For calculation of the sample size among population of 100,000 Saudi persons with diabetes in the study area of Riyadh governorate, we assumed that the prevalence of DR in 40 above population would be 21.6%.11 To achieve 95% confidence interval (CI), 5% acceptable error margin and 1.5% design effect, we needed 391 persons with diabetes. So we examined randomly selected 395 persons with diabetes in this study.
The staff of selected PHCs liaised with the community, informed them about timing of survey. The survey team comprised of one optometrist, one ophthalmologist and one clinical coordinator In the PHC, two rooms were allotted for the survey activities. In one room, optometrist gathered demographic information and conducted vision testing. In the second room, ophthalmologist did a thorough eye examination using slit lamp bio-microscope (Topcon, USA), Tonopen (Medtronics, USA) and Gonioscopy(G-4 mirror, Volk, USA). Retina evaluation was first done by slit lamp biomicroscope using +90D double aspherical lens (Volk, USA) and then binocular indirect ophthalmoscopy using 20 DCC Aspherical lens (Nikon, Japan) after dilating the pupils. To obtain digital retinal images, non-mydriatic fundus camera (Topcon Corp., Tokyo, Japan) was used. These images were evaluated by three retina specialists. The survey team visited the PHC twice a week for DR screening. An informed verbal consent was obtained. Examination procedure included Visual Acuity (VA) assessment in appropriate light using the WHO recommended tumbling “E” chart. VA for distance as presented and pinhole correction was tested for each eye. Cases in need of urgent intervention and/or further serious investigations were advised and referred to receive appropriate eye care.
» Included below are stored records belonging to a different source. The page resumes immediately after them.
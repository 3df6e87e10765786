use crossterm::event::KeyCode;
use freqdist_report::{
    analysis::Analysis,
    charts::{CategorySeries, ChartSet, PieSeries, PointSeries},
};
use freqdist_stats::descriptive::ModeSource;
use ratatui::{
    Frame,
    buffer::Buffer,
    layout::{Constraint, Layout, Rect, Spacing},
    prelude::Direction,
    style::{Color, Modifier, Style},
    symbols::{Marker, merge::MergeStrategy},
    text::{Line, Text},
    widgets::{Axis, Bar, BarChart, Block, Chart, Dataset, GraphType, Paragraph, Widget},
};

/// Chart shown in the main pane.
#[derive(Default, Debug, Clone, Copy, PartialEq, Eq)]
pub(super) enum ChartKind {
    #[default]
    Histogram,
    Polygon,
    Ogive,
    Percentages,
}

impl ChartKind {
    const ALL: [Self; 4] = [Self::Histogram, Self::Polygon, Self::Ogive, Self::Percentages];

    fn position(self) -> usize {
        Self::ALL.iter().position(|&k| k == self).unwrap_or(0)
    }

    fn next(self) -> Self {
        Self::ALL[(self.position() + 1) % Self::ALL.len()]
    }

    fn prev(self) -> Self {
        Self::ALL[(self.position() + Self::ALL.len() - 1) % Self::ALL.len()]
    }

    fn name(self) -> &'static str {
        match self {
            Self::Histogram => "Histogram",
            Self::Polygon => "Polygon",
            Self::Ogive => "Ogive",
            Self::Percentages => "Percentages",
        }
    }
}

#[derive(Debug)]
pub(super) struct DistributionScreen<'a> {
    analysis: &'a Analysis,
    charts: &'a ChartSet,
    chart: ChartKind,
    should_exit: bool,
}

impl<'a> DistributionScreen<'a> {
    pub(super) fn new(analysis: &'a Analysis, charts: &'a ChartSet) -> Self {
        Self {
            analysis,
            charts,
            chart: ChartKind::default(),
            should_exit: false,
        }
    }

    pub(super) fn should_exit(&self) -> bool {
        self.should_exit
    }

    pub(super) fn draw(&self, frame: &mut Frame) {
        // Layout: main area + help line at bottom
        let [main_area, help_area] =
            Layout::vertical([Constraint::Fill(1), Constraint::Length(1)]).areas(frame.area());

        let [chart_area, side_area] =
            Layout::horizontal([Constraint::Fill(1), Constraint::Length(36)])
                .spacing(Spacing::Overlap(1))
                .areas(main_area);

        let [stats_area, classes_area] =
            Layout::vertical([Constraint::Length(19), Constraint::Fill(1)])
                .spacing(Spacing::Overlap(1))
                .areas(side_area);

        match self.chart {
            ChartKind::Histogram => {
                frame.render_widget(FrequencyBars::new(&self.charts.histogram), chart_area);
            }
            ChartKind::Polygon => {
                frame.render_widget(LineChart::new(&self.charts.polygon), chart_area);
            }
            ChartKind::Ogive => {
                frame.render_widget(LineChart::new(&self.charts.ogive), chart_area);
            }
            ChartKind::Percentages => {
                frame.render_widget(PercentBars::new(&self.charts.pie), chart_area);
            }
        }
        frame.render_widget(StatsPanel::new(self.analysis), stats_area);
        frame.render_widget(ClassLegend::new(self.analysis), classes_area);

        let help_text = Text::from(format!(
            "←/→: Chart ({}) | q/Esc: Quit",
            self.chart.name()
        ))
        .style(Style::default().fg(Color::DarkGray))
        .centered();
        frame.render_widget(help_text, help_area);
    }

    pub(super) fn handle_key(&mut self, code: KeyCode) {
        match code {
            KeyCode::Char('q') | KeyCode::Esc => self.should_exit = true,
            KeyCode::Right | KeyCode::Tab => self.chart = self.chart.next(),
            KeyCode::Left | KeyCode::BackTab => self.chart = self.chart.prev(),
            _ => {}
        }
    }
}

fn titled_block(title: &str) -> Block<'_> {
    Block::bordered()
        .merge_borders(MergeStrategy::Exact)
        .title(Line::from(title).style(Style::default().add_modifier(Modifier::BOLD)))
}

fn bar_value(value: usize) -> u64 {
    u64::try_from(value).unwrap_or(u64::MAX)
}

struct FrequencyBars<'a> {
    series: &'a CategorySeries,
}

impl<'a> FrequencyBars<'a> {
    fn new(series: &'a CategorySeries) -> Self {
        Self { series }
    }
}

impl Widget for FrequencyBars<'_> {
    fn render(self, area: Rect, buf: &mut Buffer)
    where
        Self: Sized,
    {
        let bars = self
            .series
            .categories
            .iter()
            .map(|c| {
                Bar::with_label(c.label.clone(), bar_value(c.value))
                    .text_value(c.value.to_string())
            })
            .collect::<Vec<_>>();
        let block = titled_block(&self.series.title);
        let inner = block.inner(area);
        let count = u16::try_from(bars.len().max(1)).unwrap_or(u16::MAX);
        let bar_width = (inner.width / count).saturating_sub(1).clamp(1, 12);
        let chart = BarChart::new(bars)
            .block(block)
            .bar_width(bar_width)
            .bar_gap(1)
            .bar_style(Style::default().fg(Color::Cyan))
            .value_style(Style::default().fg(Color::Black).bg(Color::Cyan));

        Widget::render(chart, area, buf);
    }
}

struct PercentBars<'a> {
    series: &'a PieSeries,
}

impl<'a> PercentBars<'a> {
    fn new(series: &'a PieSeries) -> Self {
        Self { series }
    }
}

impl Widget for PercentBars<'_> {
    fn render(self, area: Rect, buf: &mut Buffer)
    where
        Self: Sized,
    {
        let bars = self
            .series
            .slices
            .iter()
            .map(|s| {
                Bar::with_label(s.label.clone(), bar_value(s.count))
                    .text_value(format!("{:.1}%", s.percent))
            })
            .collect::<Vec<_>>();
        let chart = BarChart::new(bars)
            .block(titled_block(&self.series.title))
            .direction(Direction::Horizontal)
            .bar_gap(0)
            .bar_style(Style::default().fg(Color::Magenta));

        Widget::render(chart, area, buf);
    }
}

struct LineChart<'a> {
    series: &'a PointSeries,
}

impl<'a> LineChart<'a> {
    fn new(series: &'a PointSeries) -> Self {
        Self { series }
    }

    fn bounds(values: impl Iterator<Item = f64>, floor_zero: bool) -> [f64; 2] {
        let (min, max) = values.fold((f64::INFINITY, f64::NEG_INFINITY), |(lo, hi), v| {
            (lo.min(v), hi.max(v))
        });
        let min = if floor_zero { 0.0 } else { min };
        if min.is_finite() && max.is_finite() && min < max {
            [min, max]
        } else {
            let center = if min.is_finite() { min } else { 0.0 };
            [center - 1.0, center + 1.0]
        }
    }
}

impl Widget for LineChart<'_> {
    fn render(self, area: Rect, buf: &mut Buffer)
    where
        Self: Sized,
    {
        let points = &self.series.points;
        let x_bounds = Self::bounds(points.iter().map(|p| p.0), false);
        let y_bounds = Self::bounds(points.iter().map(|p| p.1), true);

        let dataset = Dataset::default()
            .marker(Marker::Braille)
            .graph_type(GraphType::Line)
            .style(Style::default().fg(Color::Cyan))
            .data(points);
        let x_axis = Axis::default()
            .title(self.series.x_label.as_str())
            .bounds(x_bounds)
            .labels([
                format!("{:.2}", x_bounds[0]),
                format!("{:.2}", f64::midpoint(x_bounds[0], x_bounds[1])),
                format!("{:.2}", x_bounds[1]),
            ]);
        let y_axis = Axis::default()
            .title(self.series.y_label.as_str())
            .bounds(y_bounds)
            .labels([
                format!("{:.0}", y_bounds[0]),
                format!("{:.0}", f64::midpoint(y_bounds[0], y_bounds[1])),
                format!("{:.0}", y_bounds[1]),
            ]);
        let chart = Chart::new(vec![dataset])
            .block(titled_block(&self.series.title))
            .x_axis(x_axis)
            .y_axis(y_axis);

        Widget::render(chart, area, buf);
    }
}

struct StatsPanel<'a> {
    analysis: &'a Analysis,
}

impl<'a> StatsPanel<'a> {
    fn new(analysis: &'a Analysis) -> Self {
        Self { analysis }
    }
}

impl Widget for StatsPanel<'_> {
    fn render(self, area: Rect, buf: &mut Buffer)
    where
        Self: Sized,
    {
        let a = self.analysis;
        let s = &a.stats;
        let mode_note = match s.mode_source {
            ModeSource::Repeated => "",
            ModeSource::MeanFallback => " *",
        };
        let mut lines = vec![
            Line::raw(format!("  Records:  {:>12}", a.records)),
            Line::raw(format!("  Count:    {:>12}", s.count)),
            Line::raw(format!("  Mean:     {:>12.4}", s.mean)),
            Line::raw(format!("  Median:   {:>12.4}", s.median)),
            Line::raw(format!("  Mode:     {:>12.4}{mode_note}", s.mode)),
            Line::raw(format!("  StdDev:   {:>12.4}", s.std_dev)),
            Line::raw(format!("  Variance: {:>12.4}", s.variance)),
            Line::raw(format!("  Min:      {:>12.4}", s.min)),
            Line::raw(format!("  Q1:       {:>12.4}", s.quartiles.q1)),
            Line::raw(format!("  Q3:       {:>12.4}", s.quartiles.q3)),
            Line::raw(format!("  Max:      {:>12.4}", s.max)),
            Line::raw(format!("  Range:    {:>12.4}", s.range)),
            Line::raw(format!("  IQR:      {:>12.4}", s.iqr)),
        ];
        lines.push(match a.relative_dispersion() {
            Some(d) => Line::raw(format!("  CV:       {:>11.2}%", d.cv_percent)),
            None => Line::raw(format!("  CV:       {:>12}", "undefined")),
        });
        if let Some(d) = a.relative_dispersion() {
            lines.push(Line::raw(format!("  Dispersion: {:>10}", d.level)));
        }
        if s.mode_source == ModeSource::MeanFallback {
            lines.push(
                Line::raw("  * no repeated value")
                    .style(Style::default().fg(Color::DarkGray)),
            );
        }

        let title = format!("Statistics: {}", a.variable);
        Paragraph::new(lines)
            .block(titled_block(&title))
            .render(area, buf);
    }
}

struct ClassLegend<'a> {
    analysis: &'a Analysis,
}

impl<'a> ClassLegend<'a> {
    fn new(analysis: &'a Analysis) -> Self {
        Self { analysis }
    }
}

impl Widget for ClassLegend<'_> {
    fn render(self, area: Rect, buf: &mut Buffer)
    where
        Self: Sized,
    {
        let lines = self
            .analysis
            .table
            .iter()
            .map(|class| {
                Line::raw(format!(
                    " C{:<3}{:<22}{:>6}",
                    class.index + 1,
                    class.label(2),
                    class.absolute_frequency
                ))
            })
            .collect::<Vec<_>>();
        Paragraph::new(lines)
            .block(titled_block("Classes"))
            .render(area, buf);
    }
}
The DR and Diabetic Macular edema (DME) were graded separately. The severity of DR was defined according to the Early Treatment Diabetic Retinopathy study (ETDRS).12 They included ‘No DR’, ‘Mild Non Proliferative Diabetic Retinopathy (NPDR) (only micro-aneurysm), Moderate NPDR (Micro-aneurysms present but not having changes suggestive of severe NPDR) and Severe NPDR (More than 20 intra-retinal hemorrhages in each of four quadrants or definite venous beading in two quadrants or Prominent intra-retinal microvascular abnormalities (IRMA) in one quadrant but no signs of proliferative retinopathy). Proliferative Diabetic Retinopathy (PDR) was defined as presence of neovascularization and/or vitreous/pre-retinal hemorrhage. DME was defined as the presence of retinal thickness and/or hard exudates in posterior pole.12 Moderate Visual impairment (MVI) was defined as distance vision ‘< 20/60 to ≥20/200’. Severe Visual Impairment (SVI) was define as distance vision ‘< 20/200 to ≥20/400’.4
Data were collected on pretested data collection forms and then transferred to the spreadsheet of Microsoft excel®. For univariate analysis, we used parametric method of Statistical Package for Social Sciences (SPSS-24) (IBM, Chicago, USA). The population of persons with diabetes were calculated for both age-groups and gender as per the census 2010 projected for 2013 and diabetes rate applied to the surveyed population. The rates of DR and/or DME were calculated in each subgroup as crude rate. Accordingly, the persons with DR were projected among persons with diabetes. In view of disproportionate representation of subgroups in examined sample compared to population of diabetes in the study area, we estimated age-sex adjusted prevalence rates for different stages of DR, presented as the percentage proportions and their 95% confidence intervals (95% CI). The rates were also presented for both genders and different age groups. The variations in rates in subgroups were validated using two sided p values and chi-square values. A value of <0.05 was considered as statistically significant.
Results
We examined 890 persons aged 40 years and more in seven clusters. The population demographics of projected persons with diabetes and persons with DR in the study area is given in Table 1. There were 133 (33.7%) DR cases in at least one eye of 395 persons with diabetes. As many as 13,151 DR cases are projected in 29,419 possible persons with diabetes in the study area.
Table 1.
Projected population demographics of diabetes and diabetic retinopathy in central KSA excluding capital city.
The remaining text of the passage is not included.